WHAT TO PRODUCE: Your job with the data below is to output exactly the lines from the one holding "resizer.resize(TerminalGeometry::new(120, 40));" down to the one holding "streams.output.read_to_end(&mut rest).await.unwrap();", both included, and no others.

Saved entries
- - - - - - -

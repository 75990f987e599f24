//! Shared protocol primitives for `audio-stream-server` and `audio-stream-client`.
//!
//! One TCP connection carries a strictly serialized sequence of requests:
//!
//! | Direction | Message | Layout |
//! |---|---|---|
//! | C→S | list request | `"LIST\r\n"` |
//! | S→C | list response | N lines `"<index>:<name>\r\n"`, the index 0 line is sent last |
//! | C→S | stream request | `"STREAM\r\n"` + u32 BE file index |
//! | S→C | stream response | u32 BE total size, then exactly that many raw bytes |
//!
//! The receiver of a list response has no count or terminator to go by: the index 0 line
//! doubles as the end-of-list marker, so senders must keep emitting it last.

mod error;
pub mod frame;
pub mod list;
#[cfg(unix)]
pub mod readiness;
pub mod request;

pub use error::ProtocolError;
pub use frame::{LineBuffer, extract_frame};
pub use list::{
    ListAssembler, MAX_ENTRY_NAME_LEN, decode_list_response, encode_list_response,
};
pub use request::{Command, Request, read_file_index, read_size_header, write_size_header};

- - - - - - -

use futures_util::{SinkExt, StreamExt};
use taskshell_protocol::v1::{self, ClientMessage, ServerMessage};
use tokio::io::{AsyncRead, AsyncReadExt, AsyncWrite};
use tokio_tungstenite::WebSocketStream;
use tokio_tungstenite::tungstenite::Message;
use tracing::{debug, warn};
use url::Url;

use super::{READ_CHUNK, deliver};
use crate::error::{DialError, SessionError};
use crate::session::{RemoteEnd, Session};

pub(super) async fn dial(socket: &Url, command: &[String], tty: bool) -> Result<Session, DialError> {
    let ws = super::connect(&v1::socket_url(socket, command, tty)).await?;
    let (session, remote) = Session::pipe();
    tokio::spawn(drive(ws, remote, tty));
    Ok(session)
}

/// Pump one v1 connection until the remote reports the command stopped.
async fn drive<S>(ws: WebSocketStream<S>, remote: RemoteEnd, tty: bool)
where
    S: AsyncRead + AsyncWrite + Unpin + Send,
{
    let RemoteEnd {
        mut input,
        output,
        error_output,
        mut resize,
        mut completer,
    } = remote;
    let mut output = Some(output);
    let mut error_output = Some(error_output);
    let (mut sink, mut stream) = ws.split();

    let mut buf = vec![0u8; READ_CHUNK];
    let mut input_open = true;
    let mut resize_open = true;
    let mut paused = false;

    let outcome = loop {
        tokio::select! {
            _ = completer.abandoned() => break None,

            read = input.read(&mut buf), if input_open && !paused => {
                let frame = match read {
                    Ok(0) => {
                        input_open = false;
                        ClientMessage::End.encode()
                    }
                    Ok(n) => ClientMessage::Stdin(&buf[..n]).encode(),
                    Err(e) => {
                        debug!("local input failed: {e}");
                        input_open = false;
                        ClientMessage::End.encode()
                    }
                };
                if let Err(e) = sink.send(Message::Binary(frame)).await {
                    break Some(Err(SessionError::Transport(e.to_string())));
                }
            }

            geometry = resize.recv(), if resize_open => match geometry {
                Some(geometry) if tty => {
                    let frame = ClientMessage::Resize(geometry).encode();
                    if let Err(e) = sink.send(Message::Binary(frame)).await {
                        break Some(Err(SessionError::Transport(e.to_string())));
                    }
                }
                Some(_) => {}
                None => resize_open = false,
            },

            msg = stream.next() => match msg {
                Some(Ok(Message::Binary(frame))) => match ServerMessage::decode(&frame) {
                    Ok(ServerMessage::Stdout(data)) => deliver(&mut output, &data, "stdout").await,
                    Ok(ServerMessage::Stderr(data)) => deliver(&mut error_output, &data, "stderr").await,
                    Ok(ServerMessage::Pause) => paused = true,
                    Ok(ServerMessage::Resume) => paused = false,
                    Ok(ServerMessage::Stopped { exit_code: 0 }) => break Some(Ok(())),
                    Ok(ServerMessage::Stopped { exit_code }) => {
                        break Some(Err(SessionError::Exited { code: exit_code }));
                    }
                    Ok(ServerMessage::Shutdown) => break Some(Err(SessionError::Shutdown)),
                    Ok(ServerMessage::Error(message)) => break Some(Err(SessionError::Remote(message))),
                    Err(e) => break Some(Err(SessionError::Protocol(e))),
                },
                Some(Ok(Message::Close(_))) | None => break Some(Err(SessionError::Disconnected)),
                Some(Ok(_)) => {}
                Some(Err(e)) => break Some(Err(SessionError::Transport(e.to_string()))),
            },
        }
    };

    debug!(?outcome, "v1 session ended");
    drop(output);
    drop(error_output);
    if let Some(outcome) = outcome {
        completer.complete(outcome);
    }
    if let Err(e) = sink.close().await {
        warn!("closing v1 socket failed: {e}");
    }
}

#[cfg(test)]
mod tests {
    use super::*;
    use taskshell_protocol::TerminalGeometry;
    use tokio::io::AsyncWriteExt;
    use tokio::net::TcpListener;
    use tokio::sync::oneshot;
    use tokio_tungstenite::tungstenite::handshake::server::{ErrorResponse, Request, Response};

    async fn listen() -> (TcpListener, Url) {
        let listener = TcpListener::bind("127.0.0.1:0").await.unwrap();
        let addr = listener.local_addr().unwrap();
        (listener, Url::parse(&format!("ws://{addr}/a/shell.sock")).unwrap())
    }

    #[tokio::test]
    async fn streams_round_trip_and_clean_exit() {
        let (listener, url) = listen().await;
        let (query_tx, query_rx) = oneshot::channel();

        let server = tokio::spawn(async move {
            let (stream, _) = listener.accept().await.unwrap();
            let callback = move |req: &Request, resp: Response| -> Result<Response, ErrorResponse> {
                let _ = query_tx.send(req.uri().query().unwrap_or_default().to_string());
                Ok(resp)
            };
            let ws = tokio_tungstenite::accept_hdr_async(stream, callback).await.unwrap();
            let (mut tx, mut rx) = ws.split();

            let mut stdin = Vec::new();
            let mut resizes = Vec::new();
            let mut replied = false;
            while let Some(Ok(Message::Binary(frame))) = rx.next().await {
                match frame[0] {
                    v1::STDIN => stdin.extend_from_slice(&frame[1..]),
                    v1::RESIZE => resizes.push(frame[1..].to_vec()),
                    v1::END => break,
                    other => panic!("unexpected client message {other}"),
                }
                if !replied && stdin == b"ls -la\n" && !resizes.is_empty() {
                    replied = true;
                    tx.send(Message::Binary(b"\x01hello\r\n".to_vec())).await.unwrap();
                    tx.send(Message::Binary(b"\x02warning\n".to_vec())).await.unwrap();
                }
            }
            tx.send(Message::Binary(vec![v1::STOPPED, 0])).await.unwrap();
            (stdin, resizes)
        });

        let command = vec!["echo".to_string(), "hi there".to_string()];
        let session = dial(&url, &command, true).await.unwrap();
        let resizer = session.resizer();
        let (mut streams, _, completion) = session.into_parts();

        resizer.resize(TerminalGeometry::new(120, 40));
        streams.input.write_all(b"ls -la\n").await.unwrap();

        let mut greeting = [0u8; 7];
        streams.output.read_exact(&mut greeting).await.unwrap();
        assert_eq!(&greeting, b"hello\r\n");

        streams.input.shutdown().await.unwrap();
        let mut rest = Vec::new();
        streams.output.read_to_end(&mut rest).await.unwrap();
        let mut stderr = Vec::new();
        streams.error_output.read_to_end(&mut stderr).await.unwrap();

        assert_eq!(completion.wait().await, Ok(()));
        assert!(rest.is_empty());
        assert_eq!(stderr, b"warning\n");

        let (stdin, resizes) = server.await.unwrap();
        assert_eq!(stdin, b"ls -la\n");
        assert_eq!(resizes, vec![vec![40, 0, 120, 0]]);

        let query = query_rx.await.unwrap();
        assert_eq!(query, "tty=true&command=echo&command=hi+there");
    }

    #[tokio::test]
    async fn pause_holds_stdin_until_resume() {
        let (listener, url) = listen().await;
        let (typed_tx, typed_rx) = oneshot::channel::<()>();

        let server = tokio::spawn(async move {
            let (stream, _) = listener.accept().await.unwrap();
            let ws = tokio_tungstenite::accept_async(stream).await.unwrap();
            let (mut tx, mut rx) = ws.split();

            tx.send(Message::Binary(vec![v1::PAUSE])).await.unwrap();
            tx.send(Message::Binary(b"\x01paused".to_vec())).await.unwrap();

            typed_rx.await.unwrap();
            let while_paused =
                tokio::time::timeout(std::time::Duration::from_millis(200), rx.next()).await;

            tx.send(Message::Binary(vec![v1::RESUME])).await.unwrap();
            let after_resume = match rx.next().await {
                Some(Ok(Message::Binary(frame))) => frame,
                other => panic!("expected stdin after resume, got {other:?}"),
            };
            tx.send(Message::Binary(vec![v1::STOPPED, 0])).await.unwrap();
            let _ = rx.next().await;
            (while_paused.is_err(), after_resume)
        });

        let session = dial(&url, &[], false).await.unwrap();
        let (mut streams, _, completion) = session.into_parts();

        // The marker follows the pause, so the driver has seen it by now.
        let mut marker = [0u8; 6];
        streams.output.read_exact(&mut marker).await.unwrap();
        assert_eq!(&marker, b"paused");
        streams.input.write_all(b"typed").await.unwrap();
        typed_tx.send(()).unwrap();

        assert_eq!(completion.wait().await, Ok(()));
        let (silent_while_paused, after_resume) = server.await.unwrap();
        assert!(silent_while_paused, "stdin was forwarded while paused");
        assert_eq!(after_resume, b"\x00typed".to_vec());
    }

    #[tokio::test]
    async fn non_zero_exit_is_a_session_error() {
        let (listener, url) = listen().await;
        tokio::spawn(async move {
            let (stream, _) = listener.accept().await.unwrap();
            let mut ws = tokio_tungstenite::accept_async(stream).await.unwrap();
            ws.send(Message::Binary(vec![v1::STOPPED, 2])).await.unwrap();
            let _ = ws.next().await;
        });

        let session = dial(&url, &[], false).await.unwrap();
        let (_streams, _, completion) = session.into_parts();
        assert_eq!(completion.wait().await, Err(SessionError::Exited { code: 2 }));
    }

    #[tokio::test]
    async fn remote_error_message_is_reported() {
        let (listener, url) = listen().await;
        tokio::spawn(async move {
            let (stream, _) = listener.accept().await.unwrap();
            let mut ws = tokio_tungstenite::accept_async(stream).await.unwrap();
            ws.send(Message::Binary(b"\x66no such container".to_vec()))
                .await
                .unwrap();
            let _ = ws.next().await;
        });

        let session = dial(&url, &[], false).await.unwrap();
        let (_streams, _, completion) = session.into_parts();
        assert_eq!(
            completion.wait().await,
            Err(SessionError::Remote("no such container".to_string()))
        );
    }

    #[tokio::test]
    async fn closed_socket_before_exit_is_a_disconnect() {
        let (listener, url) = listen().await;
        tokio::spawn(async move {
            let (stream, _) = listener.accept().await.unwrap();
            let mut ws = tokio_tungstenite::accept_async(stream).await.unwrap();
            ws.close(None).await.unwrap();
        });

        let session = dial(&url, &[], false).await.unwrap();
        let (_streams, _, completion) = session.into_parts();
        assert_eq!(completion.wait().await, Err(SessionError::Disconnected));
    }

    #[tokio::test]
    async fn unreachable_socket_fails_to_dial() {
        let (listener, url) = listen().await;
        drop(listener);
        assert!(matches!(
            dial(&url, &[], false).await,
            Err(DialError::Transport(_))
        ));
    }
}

- - - - - - -

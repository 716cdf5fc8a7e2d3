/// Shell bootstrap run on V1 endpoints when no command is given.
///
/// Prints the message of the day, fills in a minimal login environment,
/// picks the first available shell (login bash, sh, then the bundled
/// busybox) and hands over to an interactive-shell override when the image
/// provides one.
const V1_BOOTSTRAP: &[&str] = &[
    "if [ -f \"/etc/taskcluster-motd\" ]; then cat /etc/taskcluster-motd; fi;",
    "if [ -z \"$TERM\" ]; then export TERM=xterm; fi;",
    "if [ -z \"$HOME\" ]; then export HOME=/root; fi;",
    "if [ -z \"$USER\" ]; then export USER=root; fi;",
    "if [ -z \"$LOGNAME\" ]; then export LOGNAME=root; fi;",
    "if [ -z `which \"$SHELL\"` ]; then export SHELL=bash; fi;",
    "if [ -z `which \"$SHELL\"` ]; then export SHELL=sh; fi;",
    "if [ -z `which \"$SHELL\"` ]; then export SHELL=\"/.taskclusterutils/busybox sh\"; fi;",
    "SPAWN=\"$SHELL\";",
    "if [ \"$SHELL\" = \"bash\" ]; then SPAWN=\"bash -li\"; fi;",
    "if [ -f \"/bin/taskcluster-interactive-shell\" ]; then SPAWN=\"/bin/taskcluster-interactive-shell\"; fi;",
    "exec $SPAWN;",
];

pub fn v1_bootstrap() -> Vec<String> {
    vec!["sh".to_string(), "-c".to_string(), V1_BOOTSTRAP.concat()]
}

- - - - - - -

REPLY:
        resizer.resize(TerminalGeometry::new(120, 40));
        streams.input.write_all(b"ls -la\n").await.unwrap();

        let mut greeting = [0u8; 7];
        streams.output.read_exact(&mut greeting).await.unwrap();
        assert_eq!(&greeting, b"hello\r\n");

        streams.input.shutdown().await.unwrap();
        let mut rest = Vec::new();
        streams.output.read_to_end(&mut rest).await.unwrap();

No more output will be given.